Without question, the Secretary should make a reasoned decision based on all of the required information, see, e.g., Calvert Cliffs Coordinating Committee, Inc. v. AEC, 449 F.2d 1109 (D.C.Cir.1971). However, that only a few hours were available between receipt of the report and execution of settlement agreements raises no presumption that he had not done so. National Nutritional Foods Association v. FDA, 491 F.2d 1141, 1144-45 (2d Cir.1974). Moreover, COMPACT does not, and could not, assert that the report was the Secretary’s introduction to the case. Without question he had been monitoring developments closely. The record precludes any inference that the Secretary was uninformed.

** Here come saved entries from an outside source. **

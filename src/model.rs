use chrono::{DateTime, NaiveDate, NaiveDateTime, NaiveTime, TimeZone, Utc};
use serde::{Deserialize, Deserializer, Serialize};
use std::fmt;

/// One row of the sales table. Core fields are immutable after load; no
/// operation in this crate mutates a transaction.
#[derive(Debug, Deserialize, Serialize, Clone)]
pub struct Transaction {
    #[serde(deserialize_with = "deserialize_date")]
    pub date: DateTime<Utc>,
    pub product: String,
    pub category: String,
    pub quantity: u64,
    pub total: f64,
    pub customer_id: String,
    pub order_id: String,
}

/// Accepts RFC 3339, "YYYY-MM-DD HH:MM:SS", or a bare "YYYY-MM-DD"
/// (interpreted as midnight UTC).
fn deserialize_date<'de, D>(deserializer: D) -> Result<DateTime<Utc>, D::Error>
where
    D: Deserializer<'de>,
{
    let raw = String::deserialize(deserializer)?;
    parse_date(&raw).map_err(serde::de::Error::custom)
}

pub(crate) fn parse_date(raw: &str) -> Result<DateTime<Utc>, String> {
    if let Ok(dt) = DateTime::parse_from_rfc3339(raw) {
        return Ok(dt.with_timezone(&Utc));
    }
    if let Ok(naive) = NaiveDateTime::parse_from_str(raw, "%Y-%m-%d %H:%M:%S") {
        return Ok(Utc.from_utc_datetime(&naive));
    }
    if let Ok(day) = NaiveDate::parse_from_str(raw, "%Y-%m-%d") {
        return Ok(Utc.from_utc_datetime(&day.and_time(NaiveTime::MIN)));
    }
    Err(format!("unrecognized date '{raw}'"))
}

/// Customer segment label, assigned from total historical spend.
#[derive(Debug, Clone, Copy, PartialEq, Eq, PartialOrd, Ord, Serialize, Deserialize)]
pub enum Segment {
    Bronze,
    Silver,
    Gold,
}

impl Segment {
    pub const ALL: [Segment; 3] = [Segment::Bronze, Segment::Silver, Segment::Gold];

    /// Half-open bins, left-inclusive: [0, 1000) Bronze, [1000, 5000)
    /// Silver, [5000, ∞) Gold.
    pub fn from_spend(total_spend: f64) -> Self {
        if total_spend >= 5000.0 {
            Segment::Gold
        } else if total_spend >= 1000.0 {
            Segment::Silver
        } else {
            Segment::Bronze
        }
    }

    pub fn label(&self) -> &'static str {
        match self {
            Segment::Bronze => "Bronze",
            Segment::Silver => "Silver",
            Segment::Gold => "Gold",
        }
    }
}

impl fmt::Display for Segment {
    fn fmt(&self, f: &mut fmt::Formatter<'_>) -> fmt::Result {
        f.write_str(self.label())
    }
}
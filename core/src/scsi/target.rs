//! Per-target bookkeeping kept by the host adapter

use serde::{Deserialize, Serialize};

use crate::chip::SyncTransfer;

/// Progress of synchronous transfer negotiation with a target
#[derive(
    Debug, Clone, Copy, PartialEq, Eq, PartialOrd, Ord, Default, Serialize, Deserialize, strum::IntoStaticStr,
)]
pub enum SyncStatus {
    /// Never talked to, negotiate on the next selection
    #[default]
    Unset,
    /// Selected, SDTR to be sent with IDENTIFY
    First,
    /// SDTR sent, awaiting the target's reply
    Waiting,
    /// Negotiation done, the sync value holds
    Set,
}

#[derive(Debug, Clone, Copy, PartialEq, Eq, Serialize, Deserialize)]
pub struct TargetState {
    /// One bit per LUN with a command selecting, connected or disconnected
    pub busy: u8,
    pub sync_xfer: SyncTransfer,
    pub sync_stat: SyncStatus,
}

impl TargetState {
    pub fn new(sync_xfer: SyncTransfer) -> Self {
        Self {
            busy: 0,
            sync_xfer,
            sync_stat: SyncStatus::Unset,
        }
    }

    pub fn is_busy(&self, lun: u8) -> bool {
        self.busy & (1 << (lun & 7)) != 0
    }

    pub fn set_busy(&mut self, lun: u8) {
        self.busy |= 1 << (lun & 7);
    }

    pub fn clear_busy(&mut self, lun: u8) {
        self.busy &= !(1 << (lun & 7));
    }

    /// Moves negotiation forward. Status never goes backwards, only a reset
    /// (a fresh [`TargetState`]) does that.
    pub fn advance(&mut self, to: SyncStatus) {
        self.sync_stat = self.sync_stat.max(to);
    }
}
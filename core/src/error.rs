use thiserror::Error;

/// Faults raised by the host adapter and by command construction
#[derive(Error, Debug, Clone, PartialEq, Eq)]
pub enum ScsiError {
    #[error("Target ID {0} out of range")]
    InvalidTarget(u8),
    #[error("LUN {0} out of range")]
    InvalidLun(u8),
    #[error("Invalid CDB length {0}")]
    InvalidCdb(usize),
    #[error("Chip did not respond during {0}")]
    HardwareWedged(&'static str),
    #[error("Reselected by {target}.{lun} but no such command is disconnected")]
    InconsistentReselect { target: u8, lun: u8 },
    #[error("Reselection during transfer (asr {asr:02X} sr {sr:02X} phase {phase:02X})")]
    IntrusiveReselect { asr: u8, sr: u8, phase: u8 },
    #[error("Unknown interrupt (asr {asr:02X} sr {sr:02X} phase {phase:02X})")]
    UnknownInterrupt { asr: u8, sr: u8, phase: u8 },
    #[error("Interrupt {sr:02X} without a connected command")]
    NotConnected { sr: u8 },
}

#[derive(Error, Debug)]
pub enum ConfigError {
    #[error("Unknown option '{0}'")]
    UnknownOption(String),
    #[error("Bad value '{value}' for option '{key}'")]
    BadValue { key: String, value: String },
    #[error("Malformed configuration: {0}")]
    Json(#[from] serde_json::Error),
}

The Supreme Court has instructed that it would be beyond the proper role of the courts to inquire of the Secretary what weight he gave to the various factors in reaching his decision here, United States v. Morgan, 313 U.S. 409, 421-22, 61 S.Ct. 999, 1004, 85 L.Ed. 1429 (1941) (Morgan IV), *1579and, in any event, the Secretary is not limited solely to the factors explicated in these reports. Montgomery Ward, 673 F.2d at 1264. The statute requires that settlement be entered into only after the necessary reports are received by the Secretary and that the Secretary make the settlement decision. These requirements are clearly satisfied here.

IV

Count V. alleges that the exercise of settlement authority was “undertaken in bad faith and in conscious disregard for the procedures mandated by [section 617].” COMPACT asserts that the General Counsel’s recommendation understated the maximum amount of duties the Government might collect absent settlement and, further, that he failed to inform the Secretary that the duties, could be higher if domestic producers successfully challenged the methodology used by the Commerce Department in the duty calculations.

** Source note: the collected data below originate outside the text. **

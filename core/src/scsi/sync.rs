//! Synchronous transfer negotiation table
//!
//! The WD33C93 expresses the synchronous transfer period in input clock
//! cycles, so the set of periods it can run at depends on the clock class.
//! [`SyncTable`] holds those periods and converts between SDTR message
//! values and the packed [`SyncTransfer`] register byte.

use serde::{Deserialize, Serialize};

use crate::chip::SyncTransfer;

/// Largest REQ/ACK offset we ever offer or accept
pub const OPTIMUM_SX_OFF: u8 = 12;

/// Default synchronous period, in nanoseconds
pub const DEFAULT_SX_PER: u32 = 376;

/// Default offset, asynchronous
pub const DEFAULT_SX_OFF: u8 = 0;

/// One rung of the period table
#[derive(Debug, Clone, Copy, PartialEq, Eq, Serialize, Deserialize)]
pub struct SxPeriod {
    pub period_ns: u32,
    /// Value for the [`SyncTransfer`] register, period field only
    pub reg: u8,
}

/// Input clock class, selects the clock divisor
#[derive(Debug, Clone, Copy, PartialEq, Eq, Serialize, Deserialize)]
pub enum ClockClass {
    /// 8-10 MHz
    Mhz8To10,
    /// 12-15 MHz
    Mhz12To15,
    /// 16-20 MHz
    Mhz16To20,
}

impl ClockClass {
    pub fn from_mhz(mhz: u32) -> Self {
        if mhz < 11 {
            Self::Mhz8To10
        } else if mhz < 16 {
            Self::Mhz12To15
        } else {
            Self::Mhz16To20
        }
    }

    /// Value of the frequency select field in [`crate::chip::OwnId`]
    pub fn fs(self) -> u8 {
        match self {
            Self::Mhz8To10 => 0,
            Self::Mhz12To15 => 1,
            Self::Mhz16To20 => 2,
        }
    }

    fn divisor(self) -> u32 {
        match self {
            Self::Mhz8To10 => 2,
            Self::Mhz12To15 => 3,
            Self::Mhz16To20 => 4,
        }
    }
}

#[derive(Debug, Clone, PartialEq, Eq, Serialize, Deserialize)]
pub struct SyncTable {
    clock: ClockClass,
    /// Rung 0 is a floor, rungs 1-7 are usable periods, rung 8 terminates
    rungs: [SxPeriod; 9],
}

impl SyncTable {
    pub fn new(mhz: u32) -> Self {
        let clock = ClockClass::from_mhz(mhz.max(1));
        // 100 x half the data transfer clock cycle, in ns
        let d = (100_000 * clock.divisor()) / 2 / mhz.max(1);

        let mut rungs = [SxPeriod { period_ns: 0, reg: 0 }; 9];
        rungs[0] = SxPeriod {
            period_ns: 1,
            reg: 0x20,
        };
        for (i, rung) in rungs.iter_mut().enumerate().take(8).skip(1) {
            *rung = SxPeriod {
                period_ns: (i as u32 + 1) * d / 100,
                reg: ((i + 1) * 0x10) as u8,
            };
        }
        // 8 cycles wraps to a period code of 0
        rungs[7].reg = 0;

        Self { clock, rungs }
    }

    pub fn clock(&self) -> ClockClass {
        self.clock
    }

    pub fn rung(&self, idx: usize) -> SxPeriod {
        self.rungs[idx.min(8)]
    }

    /// Index of the fastest rung that is not faster than `period_ns`.
    /// Anything slower than the table goes to the slowest rung.
    pub fn round_period(&self, period_ns: u32) -> usize {
        (1..8)
            .find(|&x| period_ns <= self.rungs[x].period_ns && period_ns > self.rungs[x - 1].period_ns)
            .unwrap_or(7)
    }

    /// Rounds a period in ns to one the chip can run at
    pub fn rounded(&self, period_ns: u32) -> u32 {
        self.rungs[self.round_period(period_ns)].period_ns
    }

    /// Fastest period the table offers
    pub fn optimum_period(&self) -> u32 {
        self.rungs[1].period_ns
    }

    /// Converts the period byte and offset of an SDTR message to a register value.
    ///
    /// With fast SCSI the table holds twice the period actually used on the
    /// bus, hence the doubling.
    pub fn sync_xfer(&self, period: u8, offset: u8, fast: bool) -> SyncTransfer {
        let fast = fast && offset != 0;
        let mut period_ns = period as u32;
        if fast {
            period_ns *= 2;
        }
        period_ns *= 4;

        let reg = self.rungs[self.round_period(period_ns)].reg;
        SyncTransfer(reg)
            .with_offset(offset.min(OPTIMUM_SX_OFF))
            .with_fss(fast)
    }

    /// Builds the period and offset bytes of an SDTR message for a table period
    pub fn sdtr(&self, period_ns: u32, offset: u8, fast: bool) -> (u8, u8) {
        let mut period = period_ns / 4;
        if offset != 0 && fast {
            period /= 2;
        }
        (period.min(u8::MAX as u32) as u8, offset)
    }

    /// Table period matching a register value, ignoring fast SCSI
    pub fn period_ns(&self, st: SyncTransfer) -> Option<u32> {
        let code = st.0 & 0x70;
        self.rungs[1..8]
            .iter()
            .find(|r| r.reg == code)
            .map(|r| r.period_ns)
    }

    /// Register value for asynchronous transfers at the given default period
    pub fn async_xfer(&self, default_period_ns: u32) -> SyncTransfer {
        self.sync_xfer((default_period_ns / 4) as u8, DEFAULT_SX_OFF, false)
    }
}
pub mod chip;
pub mod error;
pub mod host;
pub mod scsi;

With respect to possible differences in the figures supplied by the General Counsel, the court in Montgomery Ward held, 673 F.2d at 1264, “[p]roving that the estimate in the report .. . was lower than what Zenith considers reasonable does not destroy the lawfulness of [the Secretary’s] decision.” (Emphasis added.)- The trial court, as it also did with respect to count III, correctly declined COMPACT’S invitation to inquire into the General Counsel’s motivation.

Conclusion

The judgment of the Court of International Trade is affirmed. The injunction pending appeal is dissolved.

AFFIRMED.

As one of the attachments to that memorandum, the General Counsel included a status report on the subject dumping proceedings, dated February 19, 1980, from the Commissioner of Customs to the Acting Under Secretary of Commerce prepared and sent pursuant to the latter’s request. While that status report also addresses the criteria of a section 617 report, COMPACT argues that technically the Commissioner did not have “charge” of the claims which were being settled by the Secretary of Commerce. We do not agree, under the circumstances here, where the Commissioner’s report was specifically prepared in response to a request from Commerce for use in-connection with settlement of these claims, that the report was not by an officer “having charge.”